Give back exactly the lines of the entries below from the line with "let mean = pts.iter().fold(Vector3::zeros(), |acc, v|" to the line with "let to_reference = crate::promote::to_point(reference).coords", inclusive, and only those.

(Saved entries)
......
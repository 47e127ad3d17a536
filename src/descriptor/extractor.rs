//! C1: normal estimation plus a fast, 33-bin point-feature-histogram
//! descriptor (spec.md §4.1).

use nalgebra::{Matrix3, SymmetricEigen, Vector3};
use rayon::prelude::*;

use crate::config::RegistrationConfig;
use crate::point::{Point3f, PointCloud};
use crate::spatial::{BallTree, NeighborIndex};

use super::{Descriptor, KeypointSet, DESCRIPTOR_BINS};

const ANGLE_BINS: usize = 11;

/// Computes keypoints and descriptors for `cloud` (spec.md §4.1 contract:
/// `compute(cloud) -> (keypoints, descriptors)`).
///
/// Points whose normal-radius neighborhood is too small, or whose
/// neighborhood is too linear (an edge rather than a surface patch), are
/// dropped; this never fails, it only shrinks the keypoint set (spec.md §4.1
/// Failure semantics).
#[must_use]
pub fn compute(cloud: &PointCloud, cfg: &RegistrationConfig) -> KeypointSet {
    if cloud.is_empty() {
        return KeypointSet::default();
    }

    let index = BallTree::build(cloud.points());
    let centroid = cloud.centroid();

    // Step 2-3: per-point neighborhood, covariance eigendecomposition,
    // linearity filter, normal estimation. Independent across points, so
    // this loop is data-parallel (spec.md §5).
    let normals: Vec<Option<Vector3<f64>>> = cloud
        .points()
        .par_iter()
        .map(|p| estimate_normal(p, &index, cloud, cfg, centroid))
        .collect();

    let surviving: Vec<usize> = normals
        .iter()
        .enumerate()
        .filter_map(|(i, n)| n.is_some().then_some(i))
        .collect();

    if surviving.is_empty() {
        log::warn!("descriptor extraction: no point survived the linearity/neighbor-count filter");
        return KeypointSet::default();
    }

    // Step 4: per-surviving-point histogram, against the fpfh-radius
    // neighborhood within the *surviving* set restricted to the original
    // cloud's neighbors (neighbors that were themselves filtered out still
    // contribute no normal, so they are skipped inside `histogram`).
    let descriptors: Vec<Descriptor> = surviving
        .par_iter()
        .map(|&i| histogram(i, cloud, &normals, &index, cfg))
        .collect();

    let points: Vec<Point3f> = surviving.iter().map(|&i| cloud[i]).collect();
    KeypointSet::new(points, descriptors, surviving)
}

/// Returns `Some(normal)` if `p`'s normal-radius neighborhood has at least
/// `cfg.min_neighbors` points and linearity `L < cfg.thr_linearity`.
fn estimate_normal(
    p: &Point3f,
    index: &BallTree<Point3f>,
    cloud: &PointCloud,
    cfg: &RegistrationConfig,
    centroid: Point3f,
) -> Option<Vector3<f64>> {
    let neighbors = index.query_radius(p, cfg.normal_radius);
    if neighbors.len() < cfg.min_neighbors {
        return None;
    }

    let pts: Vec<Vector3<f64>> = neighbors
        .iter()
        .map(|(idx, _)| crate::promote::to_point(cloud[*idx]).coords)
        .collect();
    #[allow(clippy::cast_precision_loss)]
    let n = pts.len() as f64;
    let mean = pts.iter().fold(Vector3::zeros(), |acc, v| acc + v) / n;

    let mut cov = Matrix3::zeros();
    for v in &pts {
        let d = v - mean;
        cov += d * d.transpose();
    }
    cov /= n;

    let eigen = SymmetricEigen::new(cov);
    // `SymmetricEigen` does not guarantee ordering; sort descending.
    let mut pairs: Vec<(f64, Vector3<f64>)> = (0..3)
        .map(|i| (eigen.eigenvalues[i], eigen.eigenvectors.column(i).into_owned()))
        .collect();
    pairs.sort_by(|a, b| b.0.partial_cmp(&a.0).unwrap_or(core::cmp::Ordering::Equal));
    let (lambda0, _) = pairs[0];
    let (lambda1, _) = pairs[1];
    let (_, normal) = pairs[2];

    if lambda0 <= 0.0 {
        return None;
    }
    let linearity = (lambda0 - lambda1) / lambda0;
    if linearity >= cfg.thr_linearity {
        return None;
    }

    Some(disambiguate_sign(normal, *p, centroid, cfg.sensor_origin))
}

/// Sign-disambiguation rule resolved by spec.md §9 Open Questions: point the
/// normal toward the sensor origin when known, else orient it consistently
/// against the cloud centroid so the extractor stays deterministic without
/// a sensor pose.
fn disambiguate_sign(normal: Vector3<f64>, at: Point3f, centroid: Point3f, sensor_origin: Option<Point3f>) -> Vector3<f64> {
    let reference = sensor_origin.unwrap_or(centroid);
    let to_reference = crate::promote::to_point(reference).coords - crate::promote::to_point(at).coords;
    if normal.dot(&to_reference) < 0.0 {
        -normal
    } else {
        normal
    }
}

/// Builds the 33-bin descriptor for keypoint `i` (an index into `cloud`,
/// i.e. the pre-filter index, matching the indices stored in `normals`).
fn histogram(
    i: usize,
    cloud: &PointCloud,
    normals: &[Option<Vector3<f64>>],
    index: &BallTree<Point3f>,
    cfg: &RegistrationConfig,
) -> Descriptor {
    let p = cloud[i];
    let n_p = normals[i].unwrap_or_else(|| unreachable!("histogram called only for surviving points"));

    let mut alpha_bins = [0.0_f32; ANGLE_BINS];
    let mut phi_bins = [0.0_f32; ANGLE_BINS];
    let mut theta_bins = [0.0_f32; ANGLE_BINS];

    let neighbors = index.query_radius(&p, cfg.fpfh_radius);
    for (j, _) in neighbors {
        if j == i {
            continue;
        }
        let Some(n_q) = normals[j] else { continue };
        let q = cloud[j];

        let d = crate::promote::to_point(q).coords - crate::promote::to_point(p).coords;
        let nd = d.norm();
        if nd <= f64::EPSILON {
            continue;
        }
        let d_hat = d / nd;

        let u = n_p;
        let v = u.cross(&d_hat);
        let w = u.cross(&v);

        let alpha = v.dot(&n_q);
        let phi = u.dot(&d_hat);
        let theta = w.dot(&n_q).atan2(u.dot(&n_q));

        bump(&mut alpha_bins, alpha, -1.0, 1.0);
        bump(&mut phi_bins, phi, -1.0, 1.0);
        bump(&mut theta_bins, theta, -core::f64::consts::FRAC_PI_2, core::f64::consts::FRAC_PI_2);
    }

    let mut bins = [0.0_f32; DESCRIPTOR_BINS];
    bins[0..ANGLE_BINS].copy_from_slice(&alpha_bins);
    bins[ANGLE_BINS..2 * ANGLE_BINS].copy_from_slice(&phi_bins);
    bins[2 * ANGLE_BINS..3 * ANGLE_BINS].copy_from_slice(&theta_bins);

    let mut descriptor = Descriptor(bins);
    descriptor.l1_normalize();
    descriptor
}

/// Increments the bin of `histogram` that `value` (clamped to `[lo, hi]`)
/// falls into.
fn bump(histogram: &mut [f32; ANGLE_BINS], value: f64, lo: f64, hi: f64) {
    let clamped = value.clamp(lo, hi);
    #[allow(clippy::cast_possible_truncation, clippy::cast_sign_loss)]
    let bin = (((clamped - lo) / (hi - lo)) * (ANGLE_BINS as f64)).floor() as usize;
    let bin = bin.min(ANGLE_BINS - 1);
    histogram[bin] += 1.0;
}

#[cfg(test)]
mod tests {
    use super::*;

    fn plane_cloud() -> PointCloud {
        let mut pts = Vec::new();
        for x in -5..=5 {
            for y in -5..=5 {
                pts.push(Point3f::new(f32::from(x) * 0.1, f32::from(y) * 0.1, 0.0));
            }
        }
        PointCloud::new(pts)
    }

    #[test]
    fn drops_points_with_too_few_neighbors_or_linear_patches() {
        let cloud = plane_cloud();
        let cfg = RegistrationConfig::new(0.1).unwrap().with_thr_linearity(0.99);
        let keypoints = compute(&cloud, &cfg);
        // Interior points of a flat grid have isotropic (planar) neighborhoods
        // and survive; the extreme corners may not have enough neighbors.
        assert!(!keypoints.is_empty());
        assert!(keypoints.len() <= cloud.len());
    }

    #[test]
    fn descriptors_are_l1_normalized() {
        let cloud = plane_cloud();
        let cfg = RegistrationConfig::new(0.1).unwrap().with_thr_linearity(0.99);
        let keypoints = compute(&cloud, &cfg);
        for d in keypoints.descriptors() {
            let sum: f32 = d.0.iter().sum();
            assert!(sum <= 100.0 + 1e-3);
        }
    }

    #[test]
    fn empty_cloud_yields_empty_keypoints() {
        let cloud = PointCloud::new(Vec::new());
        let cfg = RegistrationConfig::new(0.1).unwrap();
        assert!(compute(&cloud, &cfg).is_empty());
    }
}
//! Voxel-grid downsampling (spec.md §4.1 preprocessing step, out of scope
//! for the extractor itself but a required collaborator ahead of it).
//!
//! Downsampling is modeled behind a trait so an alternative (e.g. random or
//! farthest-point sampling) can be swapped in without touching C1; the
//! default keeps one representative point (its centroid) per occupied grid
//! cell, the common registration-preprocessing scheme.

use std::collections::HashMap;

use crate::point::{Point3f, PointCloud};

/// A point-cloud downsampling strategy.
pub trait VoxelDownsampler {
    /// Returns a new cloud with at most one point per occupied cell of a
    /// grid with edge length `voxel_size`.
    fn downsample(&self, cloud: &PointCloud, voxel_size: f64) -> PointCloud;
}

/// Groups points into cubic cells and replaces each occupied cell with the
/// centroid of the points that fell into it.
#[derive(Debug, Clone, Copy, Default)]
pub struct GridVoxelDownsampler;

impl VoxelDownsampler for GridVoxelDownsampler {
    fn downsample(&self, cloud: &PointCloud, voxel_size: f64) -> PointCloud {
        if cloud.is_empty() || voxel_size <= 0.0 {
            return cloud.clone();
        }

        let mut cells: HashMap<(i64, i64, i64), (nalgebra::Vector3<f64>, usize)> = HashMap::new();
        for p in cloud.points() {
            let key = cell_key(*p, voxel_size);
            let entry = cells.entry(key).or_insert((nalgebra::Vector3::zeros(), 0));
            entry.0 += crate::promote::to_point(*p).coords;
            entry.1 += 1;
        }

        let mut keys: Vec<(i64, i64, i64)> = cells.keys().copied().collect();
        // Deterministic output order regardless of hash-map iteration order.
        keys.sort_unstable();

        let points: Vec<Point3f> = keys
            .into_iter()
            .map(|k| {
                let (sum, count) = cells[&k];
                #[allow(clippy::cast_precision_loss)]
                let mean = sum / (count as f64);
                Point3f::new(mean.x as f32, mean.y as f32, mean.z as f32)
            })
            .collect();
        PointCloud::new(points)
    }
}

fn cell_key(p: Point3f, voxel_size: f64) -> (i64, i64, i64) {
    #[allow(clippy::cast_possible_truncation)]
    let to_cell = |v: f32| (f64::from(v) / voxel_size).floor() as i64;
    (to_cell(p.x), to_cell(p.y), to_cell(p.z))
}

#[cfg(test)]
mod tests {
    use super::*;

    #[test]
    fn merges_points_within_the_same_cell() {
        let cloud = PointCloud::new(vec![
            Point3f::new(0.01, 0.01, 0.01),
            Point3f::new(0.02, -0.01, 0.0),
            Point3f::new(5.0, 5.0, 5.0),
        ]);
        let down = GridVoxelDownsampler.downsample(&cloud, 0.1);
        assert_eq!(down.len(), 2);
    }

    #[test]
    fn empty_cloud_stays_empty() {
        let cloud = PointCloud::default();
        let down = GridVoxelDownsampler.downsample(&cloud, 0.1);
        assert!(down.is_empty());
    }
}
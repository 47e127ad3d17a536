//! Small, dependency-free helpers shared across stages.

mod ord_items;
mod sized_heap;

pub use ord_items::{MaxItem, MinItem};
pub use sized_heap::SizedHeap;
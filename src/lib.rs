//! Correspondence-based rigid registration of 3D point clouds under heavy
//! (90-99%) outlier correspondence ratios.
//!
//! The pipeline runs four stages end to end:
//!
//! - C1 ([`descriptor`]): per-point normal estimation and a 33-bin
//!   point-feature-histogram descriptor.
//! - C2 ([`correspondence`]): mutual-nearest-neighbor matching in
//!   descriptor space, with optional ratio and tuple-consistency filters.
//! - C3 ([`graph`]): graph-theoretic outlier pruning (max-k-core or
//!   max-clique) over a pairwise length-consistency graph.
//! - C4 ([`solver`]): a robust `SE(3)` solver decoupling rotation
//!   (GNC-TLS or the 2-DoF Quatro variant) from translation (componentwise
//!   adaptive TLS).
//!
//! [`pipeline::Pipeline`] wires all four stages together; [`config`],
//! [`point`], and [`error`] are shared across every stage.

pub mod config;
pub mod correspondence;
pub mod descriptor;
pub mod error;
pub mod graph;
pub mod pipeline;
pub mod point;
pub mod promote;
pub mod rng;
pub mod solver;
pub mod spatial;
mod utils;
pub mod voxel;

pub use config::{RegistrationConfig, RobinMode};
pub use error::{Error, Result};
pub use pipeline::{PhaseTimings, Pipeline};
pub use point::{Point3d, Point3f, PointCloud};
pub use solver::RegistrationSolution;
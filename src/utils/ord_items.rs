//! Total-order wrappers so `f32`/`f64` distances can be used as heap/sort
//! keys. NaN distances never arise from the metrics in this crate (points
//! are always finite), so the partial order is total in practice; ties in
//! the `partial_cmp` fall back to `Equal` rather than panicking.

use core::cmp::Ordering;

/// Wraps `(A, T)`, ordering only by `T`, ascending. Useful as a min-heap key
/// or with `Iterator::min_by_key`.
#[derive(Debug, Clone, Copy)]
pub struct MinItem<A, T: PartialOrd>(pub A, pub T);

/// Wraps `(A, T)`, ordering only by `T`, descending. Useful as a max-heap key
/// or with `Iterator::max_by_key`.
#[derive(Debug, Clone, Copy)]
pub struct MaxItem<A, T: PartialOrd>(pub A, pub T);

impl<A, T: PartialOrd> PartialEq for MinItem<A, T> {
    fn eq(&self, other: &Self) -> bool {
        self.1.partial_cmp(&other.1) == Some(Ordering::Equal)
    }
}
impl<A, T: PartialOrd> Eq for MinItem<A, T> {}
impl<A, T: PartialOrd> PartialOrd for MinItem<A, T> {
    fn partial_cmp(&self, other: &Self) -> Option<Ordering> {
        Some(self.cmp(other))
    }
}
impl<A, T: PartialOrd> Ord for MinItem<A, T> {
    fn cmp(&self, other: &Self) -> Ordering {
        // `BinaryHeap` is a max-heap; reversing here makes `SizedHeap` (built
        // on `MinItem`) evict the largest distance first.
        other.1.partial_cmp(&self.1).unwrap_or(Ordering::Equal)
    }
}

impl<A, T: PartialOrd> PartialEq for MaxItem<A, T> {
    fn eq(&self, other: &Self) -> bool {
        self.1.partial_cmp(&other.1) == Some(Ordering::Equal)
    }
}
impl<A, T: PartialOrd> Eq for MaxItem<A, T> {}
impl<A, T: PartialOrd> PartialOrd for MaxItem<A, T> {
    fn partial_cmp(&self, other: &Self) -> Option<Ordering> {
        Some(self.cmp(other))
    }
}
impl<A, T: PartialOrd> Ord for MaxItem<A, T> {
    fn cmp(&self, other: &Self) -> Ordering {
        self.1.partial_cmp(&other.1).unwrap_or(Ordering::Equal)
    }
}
......
▶ _EXERCISE RESULT_
    let mean = pts.iter().fold(Vector3::zeros(), |acc, v| acc + v) / n;

    let mut cov = Matrix3::zeros();
    for v in &pts {
        let d = v - mean;
        cov += d * d.transpose();
    }
    cov /= n;

    let eigen = SymmetricEigen::new(cov);
    // `SymmetricEigen` does not guarantee ordering; sort descending.
    let mut pairs: Vec<(f64, Vector3<f64>)> = (0..3)
        .map(|i| (eigen.eigenvalues[i], eigen.eigenvectors.column(i).into_owned()))
        .collect();
    pairs.sort_by(|a, b| b.0.partial_cmp(&a.0).unwrap_or(core::cmp::Ordering::Equal));
    let (lambda0, _) = pairs[0];
    let (lambda1, _) = pairs[1];
    let (_, normal) = pairs[2];

    if lambda0 <= 0.0 {
        return None;
    }
    let linearity = (lambda0 - lambda1) / lambda0;
    if linearity >= cfg.thr_linearity {
        return None;
    }

    Some(disambiguate_sign(normal, *p, centroid, cfg.sensor_origin))
}

/// Sign-disambiguation rule resolved by spec.md §9 Open Questions: point the
/// normal toward the sensor origin when known, else orient it consistently
/// against the cloud centroid so the extractor stays deterministic without
/// a sensor pose.
fn disambiguate_sign(normal: Vector3<f64>, at: Point3f, centroid: Point3f, sensor_origin: Option<Point3f>) -> Vector3<f64> {
    let reference = sensor_origin.unwrap_or(centroid);
    let to_reference = crate::promote::to_point(reference).coords - crate::promote::to_point(at).coords;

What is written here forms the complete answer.